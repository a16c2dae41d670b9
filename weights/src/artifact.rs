use std::{
    borrow::Cow,
    collections::{BTreeMap, HashMap},
    fs,
    path::{Path, PathBuf},
};

use log::{debug, info};
use safetensors::{Dtype, SafeTensors, View};

use crate::{
    DType, Provenance, Result, TensorRecord, WeightBundle, WeightsErr, checksum::bundle_checksum,
};

const FORMAT: &str = "orchestra-weights/1";

const KEY_FORMAT: &str = "format";
const KEY_CONFIG_HASH: &str = "config_hash";
const KEY_STEP: &str = "step";
const KEY_EPOCH: &str = "epoch";
const KEY_CREATED_AT: &str = "created_at";
const KEY_PRODUCER: &str = "producer";
const KEY_CHECKSUM: &str = "checksum";

/// Header key the container keeps for its own metadata map.
const METADATA_KEY: &str = "__metadata__";

/// Borrows a record as a safetensors tensor.
struct RecordView<'a> {
    dtype: Dtype,
    record: &'a TensorRecord,
}

impl View for RecordView<'_> {
    fn dtype(&self) -> Dtype {
        self.dtype
    }

    fn shape(&self) -> &[usize] {
        self.record.shape()
    }

    fn data(&self) -> Cow<'_, [u8]> {
        Cow::Borrowed(self.record.data())
    }

    fn data_len(&self) -> usize {
        self.record.data().len()
    }
}

fn to_safetensors(dtype: DType) -> Dtype {
    match dtype {
        DType::F16 => Dtype::F16,
        DType::BF16 => Dtype::BF16,
        DType::F32 => Dtype::F32,
        DType::F64 => Dtype::F64,
        DType::I32 => Dtype::I32,
        DType::I64 => Dtype::I64,
        DType::U8 => Dtype::U8,
    }
}

fn from_safetensors(dtype: Dtype) -> Option<DType> {
    match dtype {
        Dtype::F16 => Some(DType::F16),
        Dtype::BF16 => Some(DType::BF16),
        Dtype::F32 => Some(DType::F32),
        Dtype::F64 => Some(DType::F64),
        Dtype::I32 => Some(DType::I32),
        Dtype::I64 => Some(DType::I64),
        Dtype::U8 => Some(DType::U8),
        _ => None,
    }
}

/// Writes `bundle` into the artifact format.
///
/// # Arguments
/// * `bundle` - The bundle to serialize.
///
/// # Returns
/// The artifact bytes or a `Serialization` error on an empty or reserved name, or a
/// byte length that disagrees with the tensor's shape and dtype.
pub fn serialize(bundle: &WeightBundle) -> Result<Vec<u8>> {
    let mut views = Vec::with_capacity(bundle.len());

    for (name, record) in bundle.tensors() {
        if name.is_empty() {
            return Err(WeightsErr::Serialization("empty tensor name".into()));
        }
        if name == METADATA_KEY {
            return Err(WeightsErr::Serialization(format!(
                "tensor name '{METADATA_KEY}' is reserved by the container header"
            )));
        }

        record.check(name)?;
        views.push((
            name.as_str(),
            RecordView {
                dtype: to_safetensors(record.dtype()),
                record,
            },
        ));
    }

    let provenance = bundle.provenance();
    let metadata = HashMap::from([
        (KEY_FORMAT.to_string(), FORMAT.to_string()),
        (KEY_CONFIG_HASH.to_string(), provenance.config_hash.clone()),
        (KEY_STEP.to_string(), provenance.step.to_string()),
        (KEY_EPOCH.to_string(), provenance.epoch.to_string()),
        (KEY_CREATED_AT.to_string(), provenance.created_at.to_string()),
        (KEY_PRODUCER.to_string(), provenance.producer.name().to_string()),
        (KEY_CHECKSUM.to_string(), bundle_checksum(bundle)),
    ]);

    safetensors::serialize(views, &Some(metadata))
        .map_err(|e| WeightsErr::Serialization(e.to_string()))
}

/// Reads a bundle back from artifact bytes.
///
/// # Arguments
/// * `bytes` - The artifact as produced by `serialize`.
///
/// # Returns
/// The bundle or a `CorruptArtifact` error, never a partial bundle.
pub fn deserialize(bytes: &[u8]) -> Result<WeightBundle> {
    let corrupt = |msg: String| WeightsErr::CorruptArtifact(msg);

    let (_, header) = SafeTensors::read_metadata(bytes).map_err(|e| corrupt(e.to_string()))?;
    let metadata = header
        .metadata()
        .as_ref()
        .ok_or_else(|| corrupt("missing metadata".into()))?;

    let field = |key: &str| {
        metadata
            .get(key)
            .map(String::as_str)
            .ok_or_else(|| corrupt(format!("missing '{key}' field")))
    };
    let number = |key: &str| {
        field(key)?
            .parse::<u64>()
            .map_err(|e| corrupt(format!("invalid '{key}' field: {e}")))
    };

    let format = field(KEY_FORMAT)?;
    if format != FORMAT {
        return Err(corrupt(format!("unknown format '{format}'")));
    }

    let provenance = Provenance {
        config_hash: field(KEY_CONFIG_HASH)?.to_string(),
        step: number(KEY_STEP)?,
        epoch: number(KEY_EPOCH)?,
        created_at: number(KEY_CREATED_AT)?,
        producer: field(KEY_PRODUCER)?.parse().map_err(corrupt)?,
    };
    let expected = field(KEY_CHECKSUM)?;

    let container = SafeTensors::deserialize(bytes).map_err(|e| corrupt(e.to_string()))?;
    let mut tensors = BTreeMap::new();

    for (name, view) in container.tensors() {
        let dtype = from_safetensors(view.dtype())
            .ok_or_else(|| corrupt(format!("tensor '{name}': unsupported dtype {:?}", view.dtype())))?;

        let record = TensorRecord::new(view.shape().to_vec(), dtype, view.data().to_vec());
        tensors.insert(name, record);
    }

    let bundle = WeightBundle::new(tensors, provenance);
    let actual = bundle_checksum(&bundle);
    if actual != expected {
        return Err(corrupt(format!(
            "checksum mismatch: stored {expected}, computed {actual}"
        )));
    }

    Ok(bundle)
}

/// Serializes `bundle` and writes it to `path` atomically.
///
/// The artifact is first written to a sibling temporary file which is then
/// renamed into place, so readers never see a partial artifact.
pub fn persist(bundle: &WeightBundle, path: &Path) -> Result<()> {
    let bytes = serialize(bundle)?;

    if let Some(parent) = path.parent().filter(|p| !p.as_os_str().is_empty()) {
        fs::create_dir_all(parent)?;
    }

    let tmp = temp_path(path);
    if let Err(e) = fs::write(&tmp, &bytes).and_then(|_| fs::rename(&tmp, path)) {
        let _ = fs::remove_file(&tmp);
        return Err(e.into());
    }

    info!(
        path:% = path.display(),
        tensors = bundle.len(),
        bytes = bytes.len();
        "persisted weight artifact"
    );

    Ok(())
}

/// Reads and deserializes the artifact at `path`.
pub fn load(path: &Path) -> Result<WeightBundle> {
    let bytes = fs::read(path)?;
    debug!(path:% = path.display(), bytes = bytes.len(); "loading weight artifact");
    deserialize(&bytes)
}

fn temp_path(path: &Path) -> PathBuf {
    let name = path
        .file_name()
        .map(|n| n.to_string_lossy().into_owned())
        .unwrap_or_else(|| "weights".into());

    path.with_file_name(format!(".{name}.{}.tmp", std::process::id()))
}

◆ TASK INSTRUCTIONS
Please print the whole of the material verbatim.

◆ WRITTEN REPLY
repository a16c2dae41d670b9
filename weights/src/artifact.rs
use std::{
    borrow::Cow,
    collections::{BTreeMap, HashMap},
    fs,
    path::{Path, PathBuf},
};

use log::{debug, info};
use safetensors::{Dtype, SafeTensors, View};

use crate::{
    DType, Provenance, Result, TensorRecord, WeightBundle, WeightsErr, checksum::bundle_checksum,
};

const FORMAT: &str = "orchestra-weights/1";

const KEY_FORMAT: &str = "format";
const KEY_CONFIG_HASH: &str = "config_hash";
const KEY_STEP: &str = "step";
const KEY_EPOCH: &str = "epoch";
const KEY_CREATED_AT: &str = "created_at";
const KEY_PRODUCER: &str = "producer";
const KEY_CHECKSUM: &str = "checksum";

/// Header key the container keeps for its own metadata map.
const METADATA_KEY: &str = "__metadata__";

/// Borrows a record as a safetensors tensor.
struct RecordView<'a> {
    dtype: Dtype,
    record: &'a TensorRecord,
}

impl View for RecordView<'_> {
    fn dtype(&self) -> Dtype {
        self.dtype
    }

    fn shape(&self) -> &[usize] {
        self.record.shape()
    }

    fn data(&self) -> Cow<'_, [u8]> {
        Cow::Borrowed(self.record.data())
    }

    fn data_len(&self) -> usize {
        self.record.data().len()
    }
}

fn to_safetensors(dtype: DType) -> Dtype {
    match dtype {
        DType::F16 => Dtype::F16,
        DType::BF16 => Dtype::BF16,
        DType::F32 => Dtype::F32,
        DType::F64 => Dtype::F64,
        DType::I32 => Dtype::I32,
        DType::I64 => Dtype::I64,
        DType::U8 => Dtype::U8,
    }
}

fn from_safetensors(dtype: Dtype) -> Option<DType> {
    match dtype {
        Dtype::F16 => Some(DType::F16),
        Dtype::BF16 => Some(DType::BF16),
        Dtype::F32 => Some(DType::F32),
        Dtype::F64 => Some(DType::F64),
        Dtype::I32 => Some(DType::I32),
        Dtype::I64 => Some(DType::I64),
        Dtype::U8 => Some(DType::U8),
        _ => None,
    }
}

/// Writes `bundle` into the artifact format.
///
/// # Arguments
/// * `bundle` - The bundle to serialize.
///
/// # Returns
/// The artifact bytes or a `Serialization` error on an empty or reserved name, or a
/// byte length that disagrees with the tensor's shape and dtype.
pub fn serialize(bundle: &WeightBundle) -> Result<Vec<u8>> {
    let mut views = Vec::with_capacity(bundle.len());

    for (name, record) in bundle.tensors() {
        if name.is_empty() {
            return Err(WeightsErr::Serialization("empty tensor name".into()));
        }
        if name == METADATA_KEY {
            return Err(WeightsErr::Serialization(format!(
                "tensor name '{METADATA_KEY}' is reserved by the container header"
            )));
        }

        record.check(name)?;
        views.push((
            name.as_str(),
            RecordView {
                dtype: to_safetensors(record.dtype()),
                record,
            },
        ));
    }

    let provenance = bundle.provenance();
    let metadata = HashMap::from([
        (KEY_FORMAT.to_string(), FORMAT.to_string()),
        (KEY_CONFIG_HASH.to_string(), provenance.config_hash.clone()),
        (KEY_STEP.to_string(), provenance.step.to_string()),
        (KEY_EPOCH.to_string(), provenance.epoch.to_string()),
        (KEY_CREATED_AT.to_string(), provenance.created_at.to_string()),
        (KEY_PRODUCER.to_string(), provenance.producer.name().to_string()),
        (KEY_CHECKSUM.to_string(), bundle_checksum(bundle)),
    ]);

    safetensors::serialize(views, &Some(metadata))
        .map_err(|e| WeightsErr::Serialization(e.to_string()))
}

/// Reads a bundle back from artifact bytes.
///
/// # Arguments
/// * `bytes` - The artifact as produced by `serialize`.
///
/// # Returns
/// The bundle or a `CorruptArtifact` error, never a partial bundle.
pub fn deserialize(bytes: &[u8]) -> Result<WeightBundle> {
    let corrupt = |msg: String| WeightsErr::CorruptArtifact(msg);

    let (_, header) = SafeTensors::read_metadata(bytes).map_err(|e| corrupt(e.to_string()))?;
    let metadata = header
        .metadata()
        .as_ref()
        .ok_or_else(|| corrupt("missing metadata".into()))?;

    let field = |key: &str| {
        metadata
            .get(key)
            .map(String::as_str)
            .ok_or_else(|| corrupt(format!("missing '{key}' field")))
    };
    let number = |key: &str| {
        field(key)?
            .parse::<u64>()
            .map_err(|e| corrupt(format!("invalid '{key}' field: {e}")))
    };

    let format = field(KEY_FORMAT)?;
    if format != FORMAT {
        return Err(corrupt(format!("unknown format '{format}'")));
    }

    let provenance = Provenance {
        config_hash: field(KEY_CONFIG_HASH)?.to_string(),
        step: number(KEY_STEP)?,
        epoch: number(KEY_EPOCH)?,
        created_at: number(KEY_CREATED_AT)?,
        producer: field(KEY_PRODUCER)?.parse().map_err(corrupt)?,
    };
    let expected = field(KEY_CHECKSUM)?;

    let container = SafeTensors::deserialize(bytes).map_err(|e| corrupt(e.to_string()))?;
    let mut tensors = BTreeMap::new();

    for (name, view) in container.tensors() {
        let dtype = from_safetensors(view.dtype())
            .ok_or_else(|| corrupt(format!("tensor '{name}': unsupported dtype {:?}", view.dtype())))?;

        let record = TensorRecord::new(view.shape().to_vec(), dtype, view.data().to_vec());
        tensors.insert(name, record);
    }

    let bundle = WeightBundle::new(tensors, provenance);
    let actual = bundle_checksum(&bundle);
    if actual != expected {
        return Err(corrupt(format!(
            "checksum mismatch: stored {expected}, computed {actual}"
        )));
    }

    Ok(bundle)
}

/// Serializes `bundle` and writes it to `path` atomically.
///
/// The artifact is first written to a sibling temporary file which is then
/// renamed into place, so readers never see a partial artifact.
pub fn persist(bundle: &WeightBundle, path: &Path) -> Result<()> {
    let bytes = serialize(bundle)?;

    if let Some(parent) = path.parent().filter(|p| !p.as_os_str().is_empty()) {
        fs::create_dir_all(parent)?;
    }

    let tmp = temp_path(path);
    if let Err(e) = fs::write(&tmp, &bytes).and_then(|_| fs::rename(&tmp, path)) {
        let _ = fs::remove_file(&tmp);
        return Err(e.into());
    }

    info!(
        path:% = path.display(),
        tensors = bundle.len(),
        bytes = bytes.len();
        "persisted weight artifact"
    );

    Ok(())
}

/// Reads and deserializes the artifact at `path`.
pub fn load(path: &Path) -> Result<WeightBundle> {
    let bytes = fs::read(path)?;
    debug!(path:% = path.display(), bytes = bytes.len(); "loading weight artifact");
    deserialize(&bytes)
}

fn temp_path(path: &Path) -> PathBuf {
    let name = path
        .file_name()
        .map(|n| n.to_string_lossy().into_owned())
        .unwrap_or_else(|| "weights".into());

    path.with_file_name(format!(".{name}.{}.tmp", std::process::id()))
}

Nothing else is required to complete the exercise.